**Task statement:** Could you report every line from the entries that includes the word "HashMap"?

(Excerpts from a dataset)
=-=-=-=-=
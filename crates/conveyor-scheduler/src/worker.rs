//! Worker pool draining the pipeline queue.
//!
//! Each worker owns one job at a time: ownership transfers at dequeue
//! and never changes. Steps run strictly in declared order and a
//! failure aborts the rest of the job. A single job's failure never
//! terminates the worker loop.

use chrono::Utc;
use conveyor_config::VariableContextBuilder;
use conveyor_core::JobId;
use conveyor_core::executor::{StepExecutor, StepExit, StepSpec, StepStreams};
use conveyor_core::job::{PipelineJob, RunStatus, Step};
use conveyor_core::log::LogKind;
use conveyor_store::JobStore;
use std::collections::HashMap;
use std::sync::{Arc, Mutex, PoisonError};
use std::time::Duration;
use tokio::task::JoinHandle;
use tokio_util::sync::CancellationToken;
use tracing::{debug, info, warn};

use crate::collector::LogCollector;
use crate::queue::PipelineQueue;
use crate::service::StatusCache;

/// Retry policy for executor infrastructure failures.
///
/// Attempt `n` (1-based) is followed by a `backoff * 2^(n-1)` delay
/// before the next try. Step failures (nonzero exit) are never retried.
#[derive(Debug, Clone, Copy)]
pub struct RetryPolicy {
    pub max_attempts: u32,
    pub backoff: Duration,
}

impl Default for RetryPolicy {
    fn default() -> Self {
        Self {
            max_attempts: 3,
            backoff: Duration::from_millis(500),
        }
    }
}

impl RetryPolicy {
    pub fn delay(&self, attempt: u32) -> Duration {
        let exp = attempt.saturating_sub(1).min(16);
        self.backoff * (1u32 << exp)
    }
}

/// Cancellation tokens for queued and running jobs, shared between the
/// service (which registers and cancels) and the workers (which observe
/// and propagate).
#[derive(Default)]
pub(crate) struct CancelRegistry {
    inner: Mutex<HashMap<JobId, CancellationToken>>,
}

impl CancelRegistry {
    pub fn new() -> Self {
        Self::default()
    }

    /// Token for a job, created on first use.
    pub fn token(&self, job_id: JobId) -> CancellationToken {
        let mut inner = self.inner.lock().unwrap_or_else(PoisonError::into_inner);
        inner.entry(job_id).or_default().clone()
    }

    /// Cancel a job's token. Returns false if the job is unknown
    /// (never enqueued, or already finished).
    pub fn cancel(&self, job_id: JobId) -> bool {
        let inner = self.inner.lock().unwrap_or_else(PoisonError::into_inner);
        match inner.get(&job_id) {
            Some(token) => {
                token.cancel();
                true
            }
            None => false,
        }
    }

    pub fn remove(&self, job_id: JobId) {
        let mut inner = self.inner.lock().unwrap_or_else(PoisonError::into_inner);
        inner.remove(&job_id);
    }

    pub fn cancel_all(&self) {
        let inner = self.inner.lock().unwrap_or_else(PoisonError::into_inner);
        for token in inner.values() {
            token.cancel();
        }
    }
}

/// Everything a worker needs, wired explicitly at pool construction.
pub(crate) struct WorkerContext {
    pub queue: Arc<PipelineQueue>,
    pub executor: Arc<dyn StepExecutor>,
    pub store: Arc<dyn JobStore>,
    pub collector: Arc<LogCollector>,
    pub cache: Arc<StatusCache>,
    pub cancellations: Arc<CancelRegistry>,
    pub retry: RetryPolicy,
}

pub(crate) struct WorkerPool {
    handles: Vec<JoinHandle<()>>,
    shutdown: CancellationToken,
}

impl WorkerPool {
    pub fn spawn(worker_count: usize, ctx: Arc<WorkerContext>) -> Self {
        let shutdown = CancellationToken::new();
        let handles = (0..worker_count.max(1))
            .map(|worker_id| {
                let ctx = Arc::clone(&ctx);
                let shutdown = shutdown.clone();
                tokio::spawn(worker_loop(worker_id, ctx, shutdown))
            })
            .collect();
        Self { handles, shutdown }
    }

    /// Stop dequeuing and wait up to `grace` for in-flight jobs. When
    /// the grace period elapses first, cancel the remaining jobs and
    /// return; the caller treats anything still draining as abandoned.
    pub async fn shutdown(self, cancellations: &CancelRegistry, grace: Duration) {
        self.shutdown.cancel();
        let drain = futures::future::join_all(self.handles);
        if tokio::time::timeout(grace, drain).await.is_err() {
            warn!("shutdown grace period elapsed, cancelling in-flight jobs");
            cancellations.cancel_all();
        }
    }
}

async fn worker_loop(worker_id: usize, ctx: Arc<WorkerContext>, shutdown: CancellationToken) {
    debug!(worker_id, "worker started");
    loop {
        let job = tokio::select! {
            biased;
            _ = shutdown.cancelled() => None,
            job = ctx.queue.dequeue() => job,
        };
        let Some(job) = job else { break };

        info!(worker_id, job_id = %job.id, name = %job.name, "picked up job");
        run_job(&ctx, job).await;
    }
    debug!(worker_id, "worker stopped");
}

/// Execute one job to completion. All failures resolve into job/step
/// status; nothing propagates out of this function.
async fn run_job(ctx: &WorkerContext, mut job: PipelineJob) {
    let cancel = ctx.cancellations.token(job.id);

    if cancel.is_cancelled() {
        // Cancelled while still queued.
        job.status = RunStatus::Cancelled;
        job.finished_at = Some(Utc::now());
        persist_job(ctx, &job).await;
        ctx.cancellations.remove(job.id);
        info!(job_id = %job.id, "job cancelled before start");
        return;
    }

    job.status = RunStatus::Running;
    job.started_at = Some(Utc::now());
    persist_job(ctx, &job).await;

    for idx in 0..job.steps.len() {
        if cancel.is_cancelled() {
            break;
        }

        let mut step = job.steps[idx].clone();
        execute_step(ctx, &job, &mut step, &cancel).await;
        let status = step.status;
        job.steps[idx] = step;

        if status != RunStatus::Succeeded {
            // Fail-fast: remaining steps stay Queued, they never start.
            break;
        }
    }

    let aggregated = PipelineJob::aggregate_status(&job.steps);
    job.status = if aggregated.is_terminal() {
        aggregated
    } else {
        // Cancellation hit before any step produced a terminal status.
        RunStatus::Cancelled
    };
    job.finished_at = Some(Utc::now());
    persist_job(ctx, &job).await;
    ctx.cancellations.remove(job.id);

    info!(job_id = %job.id, status = %job.status, "job finished");
}

/// Run a single step: acquire streams (with retries for infrastructure
/// failures), collect its output, and finalize its status.
async fn execute_step(
    ctx: &WorkerContext,
    job: &PipelineJob,
    step: &mut Step,
    cancel: &CancellationToken,
) {
    step.status = RunStatus::Running;
    step.started_at = Some(Utc::now());
    persist_step(ctx, step).await;
    ctx.collector
        .write_event(
            step.id,
            LogKind::Progress,
            format!("step {} started", step.name),
        )
        .await;

    let spec = build_spec(job, step);

    match acquire_streams(ctx, step, &spec, cancel).await {
        Acquired::Streams(streams) => match ctx.collector.collect(step.id, streams).await {
            StepExit::Code(code) => {
                step.exit_code = Some(code);
                step.status = if code == 0 {
                    RunStatus::Succeeded
                } else {
                    RunStatus::Failed
                };
            }
            StepExit::Cancelled => {
                step.status = RunStatus::Cancelled;
            }
        },
        Acquired::Cancelled => {
            step.status = RunStatus::Cancelled;
        }
        Acquired::Exhausted => {
            step.status = RunStatus::Failed;
        }
    }

    step.finished_at = Some(Utc::now());
    persist_step(ctx, step).await;
    debug!(step_id = %step.id, status = %step.status, "step finished");
}

enum Acquired {
    Streams(StepStreams),
    Cancelled,
    Exhausted,
}

async fn acquire_streams(
    ctx: &WorkerContext,
    step: &Step,
    spec: &StepSpec,
    cancel: &CancellationToken,
) -> Acquired {
    let mut attempt = 1u32;
    loop {
        match ctx.executor.run(cancel.child_token(), spec.clone()).await {
            Ok(streams) => return Acquired::Streams(streams),
            Err(e) => {
                warn!(step_id = %step.id, attempt, error = %e, "executor infrastructure failure");
                if attempt >= ctx.retry.max_attempts {
                    ctx.collector
                        .write_event(
                            step.id,
                            LogKind::Metadata,
                            format!("infrastructure failure after {} attempts: {}", attempt, e),
                        )
                        .await;
                    return Acquired::Exhausted;
                }
                ctx.collector
                    .write_event(
                        step.id,
                        LogKind::Metadata,
                        format!("attempt {} failed: {}; retrying", attempt, e),
                    )
                    .await;
                tokio::select! {
                    _ = cancel.cancelled() => return Acquired::Cancelled,
                    _ = tokio::time::sleep(ctx.retry.delay(attempt)) => {}
                }
                attempt += 1;
            }
        }
    }
}

fn build_spec(job: &PipelineJob, step: &Step) -> StepSpec {
    // Job-level env first, step-level overrides.
    let mut merged_env = job.env.clone();
    merged_env.extend(step.env.clone());

    let mut var_ctx = VariableContextBuilder::new()
        .with_git_sha(&job.source.sha)
        .with_git_branch(job.source.branch.clone().unwrap_or_default())
        .with_job(job.id.to_string(), &job.name, job.trigger.as_str())
        .with_step(&step.name, step.index as usize)
        .build();
    var_ctx.env = merged_env.clone();

    StepSpec {
        step_id: step.id,
        job_id: job.id,
        image: var_ctx.interpolate(&step.image),
        commands: var_ctx.interpolate_vec(&step.commands),
        env: var_ctx.interpolate_map(&merged_env),
        working_dir: None,
        timeout: None,
    }
}

/// Best-effort persistence: a write failure degrades observability but
/// never fails the pipeline. The cache entry is invalidated either way
/// so readers fall back to the store.
async fn persist_job(ctx: &WorkerContext, job: &PipelineJob) {
    if let Err(e) = ctx.store.save_job(job).await {
        warn!(job_id = %job.id, error = %e, "job state write failed");
    }
    ctx.cache.delete(job.id.as_uuid());
}

async fn persist_step(ctx: &WorkerContext, step: &Step) {
    if let Err(e) = ctx.store.save_step(step).await {
        warn!(step_id = %step.id, error = %e, "step state write failed");
    }
    ctx.cache.delete(step.id.as_uuid());
    ctx.cache.delete(step.job_id.as_uuid());
}

#[cfg(test)]
mod tests {
    use super::*;

    #[test]
    fn test_retry_delay_doubles() {
        let policy = RetryPolicy {
            max_attempts: 5,
            backoff: Duration::from_millis(100),
        };
        assert_eq!(policy.delay(1), Duration::from_millis(100));
        assert_eq!(policy.delay(2), Duration::from_millis(200));
        assert_eq!(policy.delay(3), Duration::from_millis(400));
    }

    #[test]
    fn test_cancel_registry_round_trip() {
        let registry = CancelRegistry::new();
        let job_id = JobId::new();

        let token = registry.token(job_id);
        assert!(!token.is_cancelled());

        assert!(registry.cancel(job_id));
        assert!(token.is_cancelled());

        registry.remove(job_id);
        assert!(!registry.cancel(job_id));
    }

    #[test]
    fn test_cancel_all() {
        let registry = CancelRegistry::new();
        let a = registry.token(JobId::new());
        let b = registry.token(JobId::new());

        registry.cancel_all();
        assert!(a.is_cancelled());
        assert!(b.is_cancelled());
    }
}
=-=-=-=-=
**Answer to the problem:**
use std::collections::HashMap;
    inner: Mutex<HashMap<JobId, CancellationToken>>,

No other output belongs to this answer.